We have focused our efforts over the last several years on delineating the cellular and molecular mechanisms underlying the signaling and antigen-targeting functions of the BCR and the means by which these functions are regulated. We hope that understanding these critical BCR processes and their regulation at a molecular level will lead to new strategies for vaccine design to stimulate antibody responses to both pathogens and tumor cells and for therapeutics to block or modify B-cell responses in allergy, autoimmunity, and transplantation.

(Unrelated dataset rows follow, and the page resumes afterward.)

//! Schema file parsing.
//!
//! Turns raw schema text into a [`SchemaFile`]: metadata markers are
//! scanned first, template variables are substituted, comments stripped,
//! script blocks skipped, and the remaining text accumulated into
//! `;`-terminated commands tokenized with double-quote awareness.
//!
//! Parsing never aborts a load: any internal error degrades the file to
//! default metadata and an empty command list, logged at `warn` level.
//! Callers are expected to notice an implausibly empty result.

use std::sync::LazyLock;

use regex::Regex;

use crate::error::SchemaError;
use crate::script::{SCRIPT_TAG, find_all_scripts, find_script};
use crate::template::substitute;
use crate::types::{Command, LoadConfig, Metadata, SchemaFile};

/// Compiled metadata marker patterns (see the schema file format notes in
/// the crate docs). Independent scans; the first match of each wins.
struct MetadataPatterns {
    version: Regex,
    description: Regex,
    dependencies: Regex,
}

static PATTERNS: LazyLock<MetadataPatterns> = LazyLock::new(|| MetadataPatterns {
    version: Regex::new(r"(?m)version:\s*(\d+)").expect("static regex must compile"),
    description: Regex::new(r"(?m)description:\s*(.*)").expect("static regex must compile"),
    dependencies: Regex::new(r"(?m)dependencies:\s*(.*)").expect("static regex must compile"),
});

/// Parses schema text into a [`SchemaFile`].
///
/// `source_name` identifies the file for diagnostics; the schema's base
/// name (dependency key) is derived from it. `config` supplies the
/// template variables and the strict-script-block setting; the rest of the
/// configuration is not consulted here.
///
/// Parse failures are contained: the returned file carries default
/// metadata and no commands, and the failure is logged. Script blocks are
/// collected by the independent batch scan either way.
///
/// # Examples
///
/// ```
/// use redis_schema_core::{LoadConfig, parse};
///
/// let text = "# version: 2\nSET key1 \"value1\";\n";
/// let file = parse(text, "demo.schema", &LoadConfig::default());
/// assert_eq!(file.name, "demo");
/// assert_eq!(file.metadata.version, 2);
/// assert_eq!(file.commands.len(), 1);
/// ```
pub fn parse(content: &str, source_name: &str, config: &LoadConfig) -> SchemaFile {
    let name = SchemaFile::base_name(source_name);
    let metadata = extract_metadata(content);
    let substituted = substitute(content, &config.variables);
    let scripts = find_all_scripts(&substituted, source_name);

    match parse_commands(&substituted, source_name, config) {
        Ok(commands) => SchemaFile {
            name,
            source: source_name.to_string(),
            metadata,
            commands,
            scripts,
        },
        Err(err) => {
            tracing::warn!(source = source_name, error = %err, "schema parse failed, file degraded to empty");
            SchemaFile {
                name,
                source: source_name.to_string(),
                metadata: Metadata::default(),
                commands: Vec::new(),
                scripts,
            }
        }
    }
}

fn parse_commands(
    content: &str,
    source_name: &str,
    config: &LoadConfig,
) -> Result<Vec<Command>, SchemaError> {
    let lines: Vec<&str> = content.lines().collect();

    let mut commands = Vec::new();
    let mut buffer = String::new();
    let mut i = 0;
    while i < lines.len() {
        let line = lines[i];

        if line.trim().starts_with(SCRIPT_TAG) {
            match find_script(&lines, i, source_name) {
                Some((_, end)) => {
                    i = end + 1;
                    continue;
                }
                None if config.strict_scripts => {
                    return Err(SchemaError::Parse {
                        source_name: source_name.to_string(),
                        message: format!("malformed script block at line {}", i + 1),
                    });
                }
                // Malformed block, lenient mode: the line re-enters the
                // command stream as ordinary text.
                None => {}
            }
        }

        let stripped = strip_comment(line);
        let stripped = stripped.trim();
        if !stripped.is_empty() {
            if !buffer.is_empty() {
                buffer.push(' ');
            }
            buffer.push_str(stripped);

            if buffer.ends_with(';') {
                let statement = buffer[..buffer.len() - 1].to_string();
                let tokens = tokenize(&statement, source_name)?;
                if let Some(cmd) = Command::new(tokens) {
                    commands.push(cmd);
                }
                buffer.clear();
            }
        }
        i += 1;
    }

    if !buffer.is_empty() {
        tracing::warn!(
            source = source_name,
            text = buffer.as_str(),
            "trailing text without ';' terminator discarded"
        );
    }

    Ok(commands)
}

/// Scans raw content for the metadata markers, applying defaults for
/// anything absent or malformed. Runs before template substitution and
/// before comment stripping, so markers typically live on comment lines.
pub fn extract_metadata(content: &str) -> Metadata {
    let version = PATTERNS
        .version
        .captures(content)
        .and_then(|c| c[1].parse::<u32>().ok())
        .filter(|v| *v >= 1)
        .unwrap_or(1);

    let description = PATTERNS
        .description
        .captures(content)
        .map(|c| c[1].trim().to_string())
        .unwrap_or_default();

    let dependencies = PATTERNS
        .dependencies
        .captures(content)
        .map(|c| {
            c[1].split(',')
                .map(str::trim)
                .filter(|s| !s.is_empty())
                .map(String::from)
                .collect()
        })
        .unwrap_or_default();

    Metadata {
        version,
        description,
        dependencies,
    }
}

/// Removes everything from the first unescaped `#` to end of line.
/// `\#` is unescaped to a literal `#` and does not start a comment.
fn strip_comment(line: &str) -> String {
    let mut out = String::with_capacity(line.len());
    let mut prev_backslash = false;
    for ch in line.chars() {
        if ch == '#' {
            if prev_backslash {
                out.pop();
                out.push('#');
                prev_backslash = false;
                continue;
            }
            break;
        }
        prev_backslash = ch == '\\';
        out.push(ch);
    }
    out
}

/// Splits a statement into tokens: whitespace-separated outside
/// double-quoted spans. A quote toggles quote state unless preceded by a
/// backslash (which escapes it into a literal quote); surrounding quotes
/// are stripped from the token.
fn tokenize(statement: &str, source_name: &str) -> Result<Vec<String>, SchemaError> {
    let mut tokens = Vec::new();
    let mut current = String::new();
    let mut in_quotes = false;
    let mut prev_backslash = false;

    for ch in statement.chars() {
        match ch {
            '"' => {
                if prev_backslash {
                    current.pop();
                    current.push('"');
                } else {
                    in_quotes = !in_quotes;
                }
            }
            c if c.is_whitespace() && !in_quotes => {
                if !current.is_empty() {
                    tokens.push(std::mem::take(&mut current));
                }
            }
            c => current.push(c),
        }
        prev_backslash = ch == '\\' && !prev_backslash;
    }

    if in_quotes {
        return Err(SchemaError::Parse {
            source_name: source_name.to_string(),
            message: format!("unterminated quote in statement: {statement}"),
        });
    }
    if !current.is_empty() {
        tokens.push(current);
    }
    Ok(tokens)
}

Evidence from our lab and others indicates that the signaling and antigen-transport functions of the BCR are not independent and that correct targeting of the BCR to the class II peptide–loading compartment requires signaling. Indeed, BCR signaling dictates the correct targeting of antigen, the rate of transport of the BCR, and the efficiency of the assembly of peptide class II complexes.

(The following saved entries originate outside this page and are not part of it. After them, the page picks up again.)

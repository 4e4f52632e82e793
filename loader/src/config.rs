//! Load options file.
//!
//! A YAML file controls a load invocation: the execution configuration
//! (prefix, variables, batching, transaction/dry-run switches) plus the
//! filesystem extension used when discovering schema files.
//!
//! # Example YAML
//!
//! ```yaml
//! prefix: "app:"
//! variables:
//!   ENV: prod
//!   REGION: eu-west-1
//! batch_size: 200
//! use_transactions: false
//! dry_run: false
//! strict_scripts: true
//! extension: schema
//! ```

use std::io::{BufReader, BufWriter};
use std::path::Path;

use serde::{Deserialize, Serialize};

use redis_schema_core::LoadConfig;

use crate::error::Result;

/// Options for one load invocation: execution configuration plus
/// filesystem discovery settings.
///
/// # Examples
///
/// ```
/// use redis_schema_loader::LoadOptions;
///
/// let options = LoadOptions::default();
/// assert_eq!(options.extension, "schema");
/// assert_eq!(options.config.batch_size, 100);
/// ```
#[derive(Debug, Clone, PartialEq, Eq, Serialize, Deserialize)]
#[serde(default)]
pub struct LoadOptions {
    /// Execution configuration passed through to parsing and the engine.
    #[serde(flatten)]
    pub config: LoadConfig,
    /// File extension (without dot) selecting schema files in a directory.
    pub extension: String,
}

impl Default for LoadOptions {
    fn default() -> Self {
        Self {
            config: LoadConfig::default(),
            extension: "schema".to_string(),
        }
    }
}

impl LoadOptions {
    /// Loads options from a YAML file.
    ///
    /// # Errors
    ///
    /// Returns [`Io`](crate::LoaderError::Io) if the file cannot be read,
    /// or [`Yaml`](crate::LoaderError::Yaml) if parsing fails.
    pub fn load(path: impl AsRef<Path>) -> Result<Self> {
        let file = std::fs::File::open(path)?;
        let reader = BufReader::new(file);
        let options = serde_yaml::from_reader(reader)?;
        Ok(options)
    }

    /// Saves the options as YAML.
    ///
    /// # Errors
    ///
    /// Returns [`Io`](crate::LoaderError::Io) if the file cannot be
    /// written, or [`Yaml`](crate::LoaderError::Yaml) if serialization
    /// fails.
    pub fn save(&self, path: impl AsRef<Path>) -> Result<()> {
        let file = std::fs::File::create(path)?;
        let writer = BufWriter::new(file);
        serde_yaml::to_writer(writer, self)?;
        Ok(())
    }
}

In addition, B-cell co-receptors that influence BCR signaling in vivo and in vitro—including the FcgRIIB, CD19/CD20, and CD40—also influence antigen targeting. Thus, the B cell integrates information from a variety of signaling receptors to regulate its BCR signaling and antigen-processing function and, in turn, its interactions with helper T cells.

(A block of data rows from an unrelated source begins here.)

//! `schema-load`: offline planning and inspection for Redis schema
//! directories.
//!
//! The store client is supplied by embedding applications, not by this
//! binary, so every subcommand here is offline: `plan` prints the
//! ordered, prefix-rewritten command sequence a load would submit,
//! `check` validates parsing and dependency ordering, and `scripts`
//! lists the extracted script blocks.

use std::collections::BTreeMap;
use std::path::PathBuf;

use clap::{Args, Parser, Subcommand};

use redis_schema_core::{LoadConfig, SchemaFile, apply_prefix};
use redis_schema_engine::ScriptRegistry;
use redis_schema_loader::{LoadOptions, SchemaLoader};

#[derive(Debug, Parser)]
#[command(name = "schema-load")]
#[command(about = "Offline planning and inspection for Redis schema directories")]
struct Cli {
    /// Enable tracing output (respects RUST_LOG when set).
    #[arg(long, global = true)]
    verbose: bool,

    #[command(subcommand)]
    command: Command,
}

#[derive(Debug, Subcommand)]
enum Command {
    /// Print the ordered, prefix-rewritten command sequence a load would
    /// submit.
    Plan(PlanArgs),
    /// Parse and dependency-order a schema directory, reporting per-file
    /// metadata and problems.
    Check(CheckArgs),
    /// List script blocks extracted from a schema directory.
    Scripts(ScriptsArgs),
}

/// Flags shared by every subcommand: where the schemas live and how the
/// load is configured.
#[derive(Debug, Args)]
struct CommonArgs {
    /// Directory containing schema files.
    dir: PathBuf,
    /// YAML load-options file (flags below override its values).
    #[arg(long)]
    config: Option<PathBuf>,
    /// Namespace prefix applied to key-bearing tokens.
    #[arg(long)]
    prefix: Option<String>,
    /// Template variable as NAME=VALUE (repeatable).
    #[arg(long = "var", value_name = "NAME=VALUE")]
    vars: Vec<String>,
    /// Schema file extension without the dot.
    #[arg(long)]
    extension: Option<String>,
    /// Treat malformed script blocks as parse failures.
    #[arg(long)]
    strict_scripts: bool,
}

#[derive(Debug, Args)]
struct PlanArgs {
    #[command(flatten)]
    common: CommonArgs,
    /// Emit the plan as JSON instead of a command listing.
    #[arg(long)]
    json: bool,
}

#[derive(Debug, Args)]
struct CheckArgs {
    #[command(flatten)]
    common: CommonArgs,
}

#[derive(Debug, Args)]
struct ScriptsArgs {
    #[command(flatten)]
    common: CommonArgs,
    /// Emit the script listing as JSON.
    #[arg(long)]
    json: bool,
}

fn main() {
    let cli = Cli::parse();

    if cli.verbose {
        use tracing_subscriber::EnvFilter;
        tracing_subscriber::fmt()
            .with_env_filter(
                EnvFilter::try_from_default_env().unwrap_or_else(|_| EnvFilter::new("info")),
            )
            .with_writer(std::io::stderr)
            .init();
    }

    let result = match cli.command {
        Command::Plan(args) => run_plan(args),
        Command::Check(args) => run_check(args),
        Command::Scripts(args) => run_scripts(args),
    };

    if let Err(err) = result {
        eprintln!("error: {err}");
        std::process::exit(1);
    }
}

fn build_options(common: &CommonArgs) -> Result<LoadOptions, String> {
    let mut options = match &common.config {
        Some(path) => LoadOptions::load(path)
            .map_err(|err| format!("failed to load '{}': {err}", path.display()))?,
        None => LoadOptions::default(),
    };

    if let Some(prefix) = &common.prefix {
        options.config.prefix = Some(prefix.clone());
    }
    if let Some(extension) = &common.extension {
        options.extension = extension.clone();
    }
    if common.strict_scripts {
        options.config.strict_scripts = true;
    }
    for pair in &common.vars {
        let (name, value) = pair
            .split_once('=')
            .ok_or_else(|| format!("--var '{pair}' is not NAME=VALUE"))?;
        options
            .config
            .variables
            .insert(name.to_string(), value.to_string());
    }
    Ok(options)
}

fn plan_files(common: &CommonArgs) -> Result<(Vec<SchemaFile>, LoadConfig), String> {
    let options = build_options(common)?;
    let loader = SchemaLoader::new(options);
    let files = loader
        .plan_dir(&common.dir)
        .map_err(|err| err.to_string())?;
    Ok((files, loader.options().config.clone()))
}

fn run_plan(args: PlanArgs) -> Result<(), String> {
    let (files, config) = plan_files(&args.common)?;
    let prefix = config.prefix_str();

    if args.json {
        let plan: Vec<serde_json::Value> = files
            .iter()
            .map(|file| {
                serde_json::json!({
                    "name": file.name,
                    "source": file.source,
                    "commands": file
                        .commands
                        .iter()
                        .map(|cmd| apply_prefix(cmd, prefix).into_tokens())
                        .collect::<Vec<_>>(),
                })
            })
            .collect();
        println!(
            "{}",
            serde_json::to_string_pretty(&plan).map_err(|err| err.to_string())?
        );
        return Ok(());
    }

    for file in &files {
        println!("# {} ({} commands)", file.name, file.commands.len());
        for cmd in &file.commands {
            println!("{}", apply_prefix(cmd, prefix).display_line());
        }
    }
    Ok(())
}

fn run_check(args: CheckArgs) -> Result<(), String> {
    let (files, _) = plan_files(&args.common)?;

    let mut warnings = 0;
    for file in &files {
        let meta = &file.metadata;
        let deps = if meta.dependencies.is_empty() {
            "-".to_string()
        } else {
            meta.dependencies.join(", ")
        };
        println!(
            "{}: version {}, {} commands, {} scripts, depends on {}",
            file.name,
            meta.version,
            file.commands.len(),
            file.scripts.len(),
            deps
        );
        if file.commands.is_empty() && file.scripts.is_empty() {
            println!("  warning: file produced no commands (parse failure or empty file)");
            warnings += 1;
        }
    }
    println!(
        "{} file(s) ordered successfully, {} warning(s)",
        files.len(),
        warnings
    );
    Ok(())
}

fn run_scripts(args: ScriptsArgs) -> Result<(), String> {
    let (files, _) = plan_files(&args.common)?;

    let mut registry = ScriptRegistry::new();
    for file in &files {
        registry.register_all(file.scripts.iter().cloned());
    }

    if args.json {
        let listing: Vec<serde_json::Value> = registry
            .iter()
            .map(|entry| {
                serde_json::json!({
                    "name": entry.script.name,
                    "source": entry.script.source,
                    "digest": entry.digest,
                    "lines": entry.script.body.lines().count(),
                })
            })
            .collect();
        println!(
            "{}",
            serde_json::to_string_pretty(&listing).map_err(|err| err.to_string())?
        );
        return Ok(());
    }

    if registry.is_empty() {
        println!("no scripts found");
        return Ok(());
    }
    for entry in registry.iter() {
        println!(
            "{} ({} lines, sha256 {}) from {}",
            entry.script.name,
            entry.script.body.lines().count(),
            &entry.digest[..12],
            entry.script.source
        );
    }
    Ok(())
}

In addition to the B cell signaling receptors, antigen processing in B cells is regulated by several other factors, including the developmental state of the B cell, induction of the stress response, and viral infection.
The observation that the signaling and targeting functions of the BCR are interrelated raised the question of how these two functions are coordinated. Recent advances in cell biology have led to the description of sphingolipid- and cholesterol-rich membrane micro-domains, or lipid rafts, within the plasma membrane that act as platforms for receptor signaling and trafficking.
We have recently shown that upon cross-linking, the BCR is translocated into lipid rafts in which the Src family kinase Lyn is concentrated and the phosphatase CD45 is excluded. The BCR is phosphorylated in the raft and subsequently targeted to the peptide-loading compartment.
We believe the translocation of the BCR into lipid rafts, although previously unappreciated, could be a control point in BCR function and thus a very significant step in the BCR signaling and antigen processing pathways. Indeed, our recent results indicate that the lipid rafts function to coordinate the activity of the BCR and other B-cell coreceptors and to modulate BCR function during development and during infection by Epstein-Barr virus.
In the future, we plan
to use a combination of biochemical and genetic tools to characterize the components
of the lipid rafts, their relationship to the BCR signaling pathway and antigen-targeting
pathways, and their function in immature and memory B cells.